(Task brief):
State, as a number alone, how many lines of the entries contain the word "TableRow".

-=-=-=-=-

//! VHI Lab Main Application
//! Main window switching between the VHI dashboard and the signal demo.

use crate::charts::{ComparisonChartData, RegionChartData, RenderError, StaticChartRenderer};
use crate::dashboard::{
    apply_selection, table_rows, DashboardWarning, DatasetBounds, Selection, TableRow,
};
use crate::data::{read_dataset, region_name, DatasetLoader};
use crate::gui::{ChartViewer, ControlPanel, ControlPanelAction, SignalView, SignalViewAction};
use crate::signal::SignalSession;
use crate::stats::{SeriesSummary, StatsCalculator};
use egui::SidePanel;
use polars::prelude::DataFrame;
use std::path::{Path, PathBuf};
use std::sync::mpsc::{channel, Receiver};
use std::thread;

const EXPORT_SIZE: (u32, u32) = (1400, 900);

#[derive(Debug, Clone, Copy, PartialEq, Eq)]
enum View {
    Dashboard,
    Signal,
}

/// Dataset loading result from background thread
enum LoadResult {
    Progress(String),
    Complete {
        df: DataFrame,
        path: PathBuf,
        bounds: Option<DatasetBounds>,
    },
    Error(String),
}

/// Main application window.
pub struct VhiLabApp {
    view: View,
    loader: DatasetLoader,
    control_panel: ControlPanel,
    chart_viewer: ChartViewer,
    signal_view: SignalView,
    session: SignalSession,

    // Async dataset loading
    load_rx: Option<Receiver<LoadResult>>,
    is_loading: bool,
}

impl VhiLabApp {
    pub fn new(
        _cc: &eframe::CreationContext<'_>,
        session: SignalSession,
        dataset: Option<PathBuf>,
    ) -> Self {
        let mut app = Self {
            view: View::Dashboard,
            loader: DatasetLoader::new(),
            control_panel: ControlPanel::new(),
            chart_viewer: ChartViewer::new(),
            signal_view: SignalView::new(),
            session,
            load_rx: None,
            is_loading: false,
        };

        if let Some(path) = dataset {
            if path.exists() {
                app.start_loading(path);
            } else {
                log::warn!("Dataset {} not found; use Browse to pick one", path.display());
                app.control_panel
                    .set_status(&format!("Dataset {} not found", path.display()));
            }
        }

        app
    }

    /// Handle dataset selection
    fn handle_browse_dataset(&mut self) {
        if self.is_loading {
            return;
        }

        if let Some(path) = rfd::FileDialog::new()
            .add_filter("CSV Files", &["csv"])
            .pick_file()
        {
            self.start_loading(path);
        }
    }

    /// Read the dataset in a background thread
    fn start_loading(&mut self, path: PathBuf) {
        self.chart_viewer.clear();
        self.control_panel.dataset_path = Some(path.clone());
        self.control_panel.set_status("Loading dataset...");
        self.control_panel.busy = true;
        self.is_loading = true;

        let (tx, rx) = channel();
        self.load_rx = Some(rx);

        thread::spawn(move || {
            let _ = tx.send(LoadResult::Progress(format!(
                "Reading {}...",
                path.display()
            )));

            match read_dataset(&path) {
                Ok(df) => {
                    let bounds = DatasetBounds::from_frame(&df);
                    let _ = tx.send(LoadResult::Complete { df, path, bounds });
                }
                Err(e) => {
                    let _ = tx.send(LoadResult::Error(e.to_string()));
                }
            }
        });
    }

    /// Check for dataset loading results
    fn check_load_results(&mut self) {
        let rx = self.load_rx.take();
        if let Some(rx) = rx {
            let mut should_keep_receiver = true;

            while let Ok(result) = rx.try_recv() {
                match result {
                    LoadResult::Progress(status) => {
                        self.control_panel.set_status(&status);
                    }
                    LoadResult::Complete { df, path, bounds } => {
                        log::info!("Loaded {} rows from {}", df.height(), path.display());
                        self.loader.set_dataframe(df);
                        let row_count = self.loader.get_row_count();
                        self.control_panel
                            .set_status(&format!("Loaded {} rows", row_count));
                        match bounds {
                            Some(bounds) => {
                                self.control_panel.update_bounds(bounds);
                                self.refresh();
                            }
                            None => {
                                self.control_panel.bounds = None;
                                self.control_panel
                                    .set_status("Dataset has no year/week values");
                            }
                        }
                        self.finish_loading();
                        should_keep_receiver = false;
                    }
                    LoadResult::Error(error) => {
                        log::error!("Dataset load failed: {}", error);
                        self.control_panel.set_status(&format!("Error: {}", error));
                        self.finish_loading();
                        should_keep_receiver = false;
                    }
                }
            }

            if should_keep_receiver {
                self.load_rx = Some(rx);
            }
        }
    }

    fn finish_loading(&mut self) {
        self.is_loading = false;
        self.control_panel.busy = false;
    }

    /// Re-run the dashboard queries for the current selection.
    fn refresh(&mut self) {
        let Some(df) = self.loader.get_dataframe() else {
            return;
        };
        let selection = self.control_panel.selection.clone();

        match Self::query(df, &selection) {
            Ok(results) => {
                for warning in &results.warnings {
                    log::warn!("{}", warning);
                }
                self.control_panel.warnings = results.warnings;
                self.chart_viewer.set_results(
                    selection.series,
                    results.rows,
                    results.summary,
                    results.region_chart,
                    results.comparison,
                );
            }
            Err(e) => {
                log::error!("Dashboard query failed: {:#}", e);
                self.chart_viewer.clear();
                self.control_panel.set_status(&format!("Error: {}", e));
            }
        }
    }

    fn query(df: &DataFrame, selection: &Selection) -> anyhow::Result<DashboardResults> {
        let outcome = apply_selection(df, selection)?;
        let rows = table_rows(&outcome.frame, selection.series)?;
        let summary = StatsCalculator::summarize(&outcome.frame, selection.series)?;
        let region_chart = RegionChartData::from_rows(
            &rows,
            selection.series,
            &region_name(selection.region_id),
        );
        let means =
            StatsCalculator::region_means(df, selection.series, selection.years, selection.weeks)?;

        Ok(DashboardResults {
            warnings: outcome.warnings,
            rows,
            summary,
            region_chart,
            comparison: ComparisonChartData::new(selection.series, means),
        })
    }

    /// Ask for a PNG destination.
    fn pick_png_path(default_name: &str) -> Option<PathBuf> {
        rfd::FileDialog::new()
            .add_filter("PNG Image", &["png"])
            .set_file_name(default_name)
            .save_file()
    }

    /// Report an export and open the file in the system viewer.
    fn finish_export(result: Result<(), RenderError>, path: &Path) -> String {
        match result {
            Ok(()) => {
                if let Err(e) = open::that(path) {
                    log::warn!("Cannot open {}: {}", path.display(), e);
                }
                format!("Saved {}", path.display())
            }
            Err(e) => {
                log::error!("Export to {} failed: {}", path.display(), e);
                format!("Error: {}", e)
            }
        }
    }

    fn handle_export_region_chart(&mut self) {
        let Some(chart) = &self.chart_viewer.region_chart else {
            self.control_panel.set_status("No chart to export");
            return;
        };
        let Some(path) = Self::pick_png_path("region_chart.png") else {
            return;
        };
        let result = StaticChartRenderer::render_region_chart(chart, &path, EXPORT_SIZE);
        let status = Self::finish_export(result, &path);
        self.control_panel.set_status(&status);
    }

    fn handle_export_comparison_chart(&mut self) {
        let Some(chart) = &self.chart_viewer.comparison else {
            self.control_panel.set_status("No chart to export");
            return;
        };
        let Some(path) = Self::pick_png_path("comparison_chart.png") else {
            return;
        };
        let result = StaticChartRenderer::render_comparison_chart(chart, &path, EXPORT_SIZE);
        let status = Self::finish_export(result, &path);
        self.control_panel.set_status(&status);
    }

    fn handle_export_signal_chart(&mut self) {
        let Some(path) = Self::pick_png_path("harmonic_signal.png") else {
            return;
        };
        let result = StaticChartRenderer::render_signal_chart(
            self.session.time().as_slice(),
            self.session.traces(),
            &path,
            EXPORT_SIZE,
        );
        self.signal_view.status = Some(Self::finish_export(result, &path));
    }

    fn show_dashboard(&mut self, ctx: &egui::Context) {
        // Left panel - Control Panel
        SidePanel::left("control_panel")
            .min_width(300.0)
            .max_width(350.0)
            .show(ctx, |ui| {
                egui::ScrollArea::vertical().show(ui, |ui| {
                    let action = self.control_panel.show(ui);

                    match action {
                        ControlPanelAction::BrowseDataset => self.handle_browse_dataset(),
                        ControlPanelAction::SelectionChanged => self.refresh(),
                        ControlPanelAction::ResetFilters => {
                            self.control_panel.reset_filters();
                            self.refresh();
                        }
                        ControlPanelAction::ExportRegionChart => {
                            self.handle_export_region_chart()
                        }
                        ControlPanelAction::ExportComparisonChart => {
                            self.handle_export_comparison_chart()
                        }
                        ControlPanelAction::None => {}
                    }
                });
            });

        // Central panel - Results
        egui::CentralPanel::default().show(ctx, |ui| {
            self.chart_viewer.show(ui);
        });
    }
}

/// Everything the dashboard shows for one selection.
struct DashboardResults {
    warnings: Vec<DashboardWarning>,
    rows: Vec<TableRow>,
    summary: SeriesSummary,
    region_chart: RegionChartData,
    comparison: ComparisonChartData,
}

impl eframe::App for VhiLabApp {
    fn update(&mut self, ctx: &egui::Context, _frame: &mut eframe::Frame) {
        self.check_load_results();

        if self.is_loading {
            ctx.request_repaint();
        }

        egui::TopBottomPanel::top("view_switch").show(ctx, |ui| {
            ui.horizontal(|ui| {
                ui.selectable_value(&mut self.view, View::Dashboard, "🌾 VHI Dashboard");
                ui.selectable_value(&mut self.view, View::Signal, "〰 Harmonic Signal");
            });
        });

        match self.view {
            View::Dashboard => self.show_dashboard(ctx),
            View::Signal => {
                let action = egui::CentralPanel::default()
                    .show(ctx, |ui| self.signal_view.show(ui, &mut self.session))
                    .inner;
                if action == SignalViewAction::ExportChart {
                    self.handle_export_signal_chart();
                }
            }
        }
    }
}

-=-=-=-=-

(Answer to the exercise):
2